The measure, approved by the Senate in an 89 to 3 vote last night and now awaiting President Bush's signature, represents the most significant expansion of the Consumer Product Safety Commission (CPSC) since it was created in 1973. It also marks a fundamental shift in the federal government's approach to protecting consumers from dangerous products: transforming a reactive stance to a preventive one by dealing with hazards before goods reach the marketplace, including products manufactured overseas.
Although passed too late to affect toys that will be sold this holiday season, the measure's impact will be felt for years to come, supporters said.
The legislation's impact on consumers "is vast and can't be underestimated," said Rachel Weintraub of the Consumer Federation of America.

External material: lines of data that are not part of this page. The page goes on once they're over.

//! Integration tests for repository commits

use super::*;
use github::{CommitsListOptions, ListOptions, RawType};
use pretty_assertions::assert_eq;
use serde_json::json;
use wiremock::matchers::{header_exists, method, query_param};
use wiremock::{Mock, ResponseTemplate};

const SHA: &str = "6dcb09b5b57875f334f61aebed695e2e4193db5e";

#[tokio::test]
async fn test_list_commits() {
    let mock_server = setup_mock_server().await;

    mock_with_auth("GET", "/repos/o/r/commits")
        .and(query_param("sha", "s"))
        .and(query_param("author", "a"))
        .and(query_param("page", "2"))
        .respond_with(success_response(json!([{"sha": SHA}])))
        .expect(1)
        .mount(&mock_server)
        .await;

    let client = client_for(&mock_server);
    let opts = CommitsListOptions {
        sha: Some("s".into()),
        author: Some("a".into()),
        list_options: ListOptions::new().page(2),
        ..Default::default()
    };
    let (commits, _) = client
        .repositories()
        .list_commits("o", "r", Some(&opts))
        .await
        .unwrap();

    assert_eq!(commits.len(), 1);
    assert_eq!(commits[0].sha.as_deref(), Some(SHA));
}

#[tokio::test]
async fn test_get_commit() {
    let mock_server = setup_mock_server().await;

    mock_with_auth("GET", format!("/repos/o/r/commits/{}", SHA).as_str())
        .respond_with(success_response(json!({
            "sha": SHA,
            "commit": {
                "message": "Fix all the bugs",
                "author": {"name": "Monalisa Octocat", "email": "support@github.com", "date": "2011-04-14T16:00:49Z"}
            },
            "author": {"login": "octocat"},
            "parents": [{"sha": "7638417db6d59f3c431d3e1f261cc637155684cd"}],
            "stats": {"additions": 104, "deletions": 4, "total": 108},
            "files": [{"filename": "file1.txt", "additions": 10, "status": "modified"}]
        })))
        .expect(1)
        .mount(&mock_server)
        .await;

    let client = client_for(&mock_server);
    let (commit, _) = client
        .repositories()
        .get_commit("o", "r", SHA, None)
        .await
        .unwrap();

    let inner = commit.commit.expect("commit body");
    assert_eq!(inner.message.as_deref(), Some("Fix all the bugs"));
    assert_eq!(
        inner.author.and_then(|a| a.date).map(|d| d.to_string()),
        Some("2011-04-14 16:00:49 +0000 UTC".to_string())
    );
    assert_eq!(commit.parents.len(), 1);
    assert_eq!(commit.files[0].filename.as_deref(), Some("file1.txt"));
}

#[tokio::test]
async fn test_get_commit_raw_sets_accept() {
    let mock_server = setup_mock_server().await;

    Mock::given(method("GET"))
        .and(path("/repos/o/r/commits/s"))
        .and(header("Accept", "application/vnd.github.v3.diff"))
        .respond_with(ResponseTemplate::new(200).set_body_string("Raw diff"))
        .expect(1)
        .mount(&mock_server)
        .await;

    let client = client_for(&mock_server);
    let (diff, _) = client
        .repositories()
        .get_commit_raw("o", "r", "s", RawType::Diff)
        .await
        .unwrap();

    assert_eq!(diff, "Raw diff");
}

#[tokio::test]
async fn test_get_commit_sha1() {
    let mock_server = setup_mock_server().await;

    Mock::given(method("GET"))
        .and(path("/repos/o/r/commits/master"))
        .and(header("Accept", "application/vnd.github.v3.sha"))
        .respond_with(ResponseTemplate::new(200).set_body_string(SHA))
        .expect(1)
        .mount(&mock_server)
        .await;

    let client = client_for(&mock_server);
    let (sha, response) = client
        .repositories()
        .get_commit_sha1("o", "r", "master", "")
        .await
        .unwrap();

    assert_eq!(sha.as_deref(), Some(SHA));
    assert_eq!(response.status().as_u16(), 200);
}

#[tokio::test]
async fn test_get_commit_sha1_not_modified() {
    let mock_server = setup_mock_server().await;

    Mock::given(method("GET"))
        .and(path("/repos/o/r/commits/tag/1.0"))
        .and(header("If-None-Match", format!("\"{}\"", SHA).as_str()))
        .respond_with(ResponseTemplate::new(304))
        .expect(1)
        .mount(&mock_server)
        .await;

    let client = client_for(&mock_server);
    let (sha, response) = client
        .repositories()
        .get_commit_sha1("o", "r", "tag/1.0", SHA)
        .await
        .unwrap();

    assert_eq!(sha, None);
    assert_eq!(response.status().as_u16(), 304);
}

#[tokio::test]
async fn test_get_commit_sha1_escapes_ref_segments() {
    let mock_server = setup_mock_server().await;

    Mock::given(method("GET"))
        .and(path("/repos/o/r/commits/feature/a%20b"))
        .and(header_exists("Accept"))
        .respond_with(ResponseTemplate::new(200).set_body_string(SHA))
        .expect(1)
        .mount(&mock_server)
        .await;

    let client = client_for(&mock_server);
    let (sha, _) = client
        .repositories()
        .get_commit_sha1("o", "r", "feature/a b", "")
        .await
        .unwrap();

    assert_eq!(sha.as_deref(), Some(SHA));
}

Lead, the toxic metal that last year turned up in cherished playthings such as Elmo and Dora the Explorer, effectively would be banned from toys and children's products. So will some phthalates, a class of chemicals in soft plastic used in teethers, pacifiers and other items that infants and toddlers put in their mouths. The phthalate most commonly used in children's products, diisononyl phthalate (DINP) will be banned for two years, pending a study.

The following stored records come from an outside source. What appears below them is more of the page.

impl SignatureAlgorithm {
    /// Signature prefix, including the `=`.
    pub fn prefix(&self) -> &'static str {
        match self {
            SignatureAlgorithm::Sha1 => "sha1=",
            SignatureAlgorithm::Sha256 => "sha256=",
            SignatureAlgorithm::Sha512 => "sha512=",
        }
    }

    fn split(signature: &str) -> GitHubResult<(Self, &str)> {
        [
            SignatureAlgorithm::Sha1,
            SignatureAlgorithm::Sha256,
            SignatureAlgorithm::Sha512,
        ]
        .into_iter()
        .find_map(|algorithm| {
            signature
                .strip_prefix(algorithm.prefix())
                .map(|digest| (algorithm, digest))
        })
        .ok_or_else(|| {
            GitHubError::invalid_signature(
                "Invalid signature format: must start with 'sha1=', 'sha256=' or 'sha512='",
            )
        })
    }

    /// Signs `payload` and returns the prefixed hex digest.
    pub fn sign(&self, secret: &str, payload: &[u8]) -> GitHubResult<String> {
        let secret = secret.as_bytes();
        let digest = match self {
            SignatureAlgorithm::Sha1 => mac_digest(keyed::<HmacSha1>(secret)?, payload),
            SignatureAlgorithm::Sha256 => mac_digest(keyed::<HmacSha256>(secret)?, payload),
            SignatureAlgorithm::Sha512 => mac_digest(keyed::<HmacSha512>(secret)?, payload),
        };
        Ok(format!("{}{}", self.prefix(), hex::encode(digest)))
    }

    fn verify(&self, secret: &[u8], payload: &[u8], expected: &[u8]) -> GitHubResult<()> {
        let result = match self {
            SignatureAlgorithm::Sha1 => mac_verify(keyed::<HmacSha1>(secret)?, payload, expected),
            SignatureAlgorithm::Sha256 => {
                mac_verify(keyed::<HmacSha256>(secret)?, payload, expected)
            }
            SignatureAlgorithm::Sha512 => {
                mac_verify(keyed::<HmacSha512>(secret)?, payload, expected)
            }
        };
        result.map_err(|_| GitHubError::invalid_signature("Signature verification failed"))
    }
}
//! Structured logging for API calls and webhook deliveries.
//!
//! Events are emitted through `tracing`; installing a subscriber is left to
//! the application.

use reqwest::header::HeaderMap;
use std::time::Duration;
use tracing::{debug, error, info, warn};

/// Tracing hooks for GitHub API operations.
pub struct TracingHooks;

impl TracingHooks {
    /// Logs the start of an API request, with sensitive header values redacted.
    pub fn on_request_start(method: &str, url: &str, headers: &HeaderMap) {
        debug!(
            method = %method,
            url = %url,
            headers = %redacted_headers(headers),
            "GitHub API request started"
        );
    }

    /// Logs the completion of an API request.
    pub fn on_request_complete(method: &str, url: &str, status: u16, duration: Duration) {
        info!(
            method = %method,
            url = %url,
            status = status,
            duration_ms = duration.as_millis() as u64,
            "GitHub API request completed"
        );
    }

    /// Logs a request error.
    pub fn on_request_error(method: &str, url: &str, error: &str) {
        error!(
            method = %method,
            url = %url,
            error = %error,
            "GitHub API request failed"
        );
    }

    /// Logs a request rejected before it was sent.
    pub fn on_request_rejected(method: &str, path: &str, reason: &str) {
        warn!(
            method = %method,
            path = %path,
            reason = %reason,
            "GitHub API request rejected before sending"
        );
    }

    /// Logs webhook verification.
    pub fn on_webhook_verified(event_type: &str, success: bool) {
        if success {
            debug!(
                event_type = %event_type,
                "Webhook signature verified successfully"
            );
        } else {
            warn!(
                event_type = %event_type,
                "Webhook signature verification failed"
            );
        }
    }
}

/// Header names whose values never reach the logs.
pub const SENSITIVE_HEADERS: &[&str] = &[
    "authorization",
    "proxy-authorization",
    "x-hub-signature",
    "x-hub-signature-256",
    "cookie",
];

/// Returns `value`, or `[REDACTED]` when `name` is sensitive.
pub fn redact_header<'v>(name: &str, value: &'v str) -> &'v str {
    if SENSITIVE_HEADERS
        .iter()
        .any(|sensitive| sensitive.eq_ignore_ascii_case(name))
    {
        "[REDACTED]"
    } else {
        value
    }
}

/// Renders `headers` as `name: value` pairs for a log line.
fn redacted_headers(headers: &HeaderMap) -> String {
    headers
        .iter()
        .map(|(name, value)| {
            let value = value.to_str().unwrap_or("<binary>");
            format!("{}: {}", name, redact_header(name.as_str(), value))
        })
        .collect::<Vec<_>>()
        .join(", ")
}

Toymakers would be required to have independent labs test products before they are sold -- a practice many consumers assumed was already happening until last year's wave of toy recalls. And voluntary safety standards would become mandatory, including a requirement that powerful rare earth magnets in toys not fall out or come loose. From 2003 to 2006, one child died and 19 others required surgery after swallowing magnets.

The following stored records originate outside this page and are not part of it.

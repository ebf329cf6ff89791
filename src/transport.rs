//! The network layer the client sends requests through.
//!
//! [`Transport`] decouples the execution pipeline from any particular HTTP
//! implementation. [`ReqwestTransport`] is the default; tests and embedders can
//! plug in their own.

use crate::{error::BoxError, Config, Error, Result};
use http::{HeaderMap, Method};
use std::future::Future;
use std::time::Duration;
use url::Url;

/// A fully resolved request, ready to be put on the wire.
#[derive(Debug, Clone)]
pub struct TransportRequest {
    pub method: Method,
    pub url: Url,
    pub headers: HeaderMap,
    /// `None` means no body is transmitted at all.
    pub body: Option<String>,
    /// The effective timeout for the whole exchange.
    pub timeout: Duration,
}

/// What came back from the server.
#[derive(Debug, Clone)]
pub struct TransportResponse {
    pub status: u16,
    pub headers: HeaderMap,
    pub body: String,
}

/// Failures a transport reports, by kind.
#[derive(thiserror::Error, Debug)]
pub enum TransportError {
    #[error("timed out: {0}")]
    Timeout(#[source] BoxError),

    /// The connection was not established within the connect timeout.
    #[error("connect timed out: {0}")]
    ConnectTimeout(#[source] BoxError),

    /// Includes DNS resolution failures.
    #[error("connect failed: {0}")]
    Connect(#[source] BoxError),

    #[error("i/o failed: {0}")]
    Io(#[source] BoxError),

    #[error("{0}")]
    Other(#[source] BoxError),
}

/// Sends requests and returns the status, headers and body text of the reply.
///
/// The redirect policy is passed per call so a single transport can honour
/// per-request overrides. Implementations must be safe to share across tasks.
pub trait Transport: Send + Sync + 'static {
    fn send(
        &self,
        request: TransportRequest,
        follow_redirects: bool,
    ) -> impl Future<Output = std::result::Result<TransportResponse, TransportError>> + Send;
}

/// A [`Transport`] backed by `reqwest`.
///
/// Holds one client that follows redirects and one that doesn't, both built
/// once from the [`Config`], and picks between them per call.
#[derive(Debug, Clone)]
pub struct ReqwestTransport {
    following: reqwest::Client,
    not_following: reqwest::Client,
}

impl ReqwestTransport {
    /// Builds the transport from the connection settings in `config`.
    ///
    /// # Errors
    ///
    /// Returns [`Error::ConfigurationError`] if `reqwest` rejects the settings.
    pub fn new(config: &Config) -> Result<Self> {
        Ok(Self {
            following: build_client(config, reqwest::redirect::Policy::default())?,
            not_following: build_client(config, reqwest::redirect::Policy::none())?,
        })
    }
}

fn build_client(config: &Config, policy: reqwest::redirect::Policy) -> Result<reqwest::Client> {
    let mut builder = reqwest::Client::builder()
        .connect_timeout(config.connect_timeout)
        .redirect(policy);

    if let Some(user_agent) = &config.user_agent {
        builder = builder.user_agent(user_agent.as_str());
    }

    builder
        .build()
        .map_err(|e| Error::ConfigurationError(format!("Failed to build HTTP client: {}", e)))
}

impl Transport for ReqwestTransport {
    async fn send(
        &self,
        request: TransportRequest,
        follow_redirects: bool,
    ) -> std::result::Result<TransportResponse, TransportError> {
        let client = if follow_redirects {
            &self.following
        } else {
            &self.not_following
        };

        let mut builder = client
            .request(request.method, request.url)
            .headers(request.headers)
            .timeout(request.timeout);

        if let Some(body) = request.body {
            builder = builder.body(body);
        }

        let response = builder.send().await.map_err(classify_reqwest_error)?;
        let status = response.status().as_u16();
        let headers = response.headers().clone();
        let body = response.text().await.map_err(classify_reqwest_error)?;

        Ok(TransportResponse {
            status,
            headers,
            body,
        })
    }
}

fn classify_reqwest_error(error: reqwest::Error) -> TransportError {
    if error.is_timeout() && error.is_connect() {
        TransportError::ConnectTimeout(Box::new(error))
    } else if error.is_timeout() {
        TransportError::Timeout(Box::new(error))
    } else if error.is_connect() {
        TransportError::Connect(Box::new(error))
    } else if error.is_request() || error.is_body() || error.is_decode() {
        TransportError::Io(Box::new(error))
    } else {
        TransportError::Other(Box::new(error))
    }
}

#[cfg(test)]
mod tests {
    use super::*;

    #[test]
    fn test_builds_with_default_config() {
        assert!(ReqwestTransport::new(&Config::default()).is_ok());
    }

    #[test]
    fn test_builds_with_user_agent() {
        let config = Config::default().with_user_agent("courier-tests/1.0");
        assert!(ReqwestTransport::new(&config).is_ok());
    }
}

Consumers could eventually see labels certifying toys have been tested before being sold. When they buy a toy online or through a catalog, they would be able to see the same warning label that appears on packaging to warn parents of small parts or other potential hazards.
Consumers would also be able to look up complaints or accident reports involving not only toys but lighters, electric saws, cribs and other goods in an online database.
To ensure that manufacturers comply with all these new requirements, the CPSC will receive a large boost in resources and authority. The agency budget will nearly double to $136 million, from $80 million for this fiscal year. It has already begun hiring more inspectors for the nation's largest ports.
The CPSC will have the assistance of state attorneys general who will have the authority to help enforce federal product safety laws. They will be able to take manufacturers to court to keep dangerous products off the market.
"What you'll see is better systems put in place to check for dangerous products," said Sen. Mark Pryor (D-Ark.), the measure's chief backer in the Senate and a former state attorney general.
Companies that fail to report hazards or violate product safety laws could face as much as $15 million in penalties. Previously, that amount was capped at $1.8 million.
The Senate vote followed months of debate among lawmakers, business groups and consumer advocates who agreed on many provisions, such as the lead ban and more funding for the CPSC. Talks became bogged down earlier this year over the proposed ban on phthalates and which parts of the measure would supersede state ones.
On Monday, House and Senate negotiators finally reached agreement on the remaining sticking points, and on Wednesday the House voted 424 to 1 to approve the measure.
The toy industry is hoping the new law will deliver the No. 1 item on its wish list this year: consumer confidence.
"We are going to be working hard to assure people of the safety of toys this season," said Carter Keithley, Toy Industry Association president. "This is a historic change for the industry. It adds a remarkable level of additional toy safety assurance . . . We feel it is the right thing to do."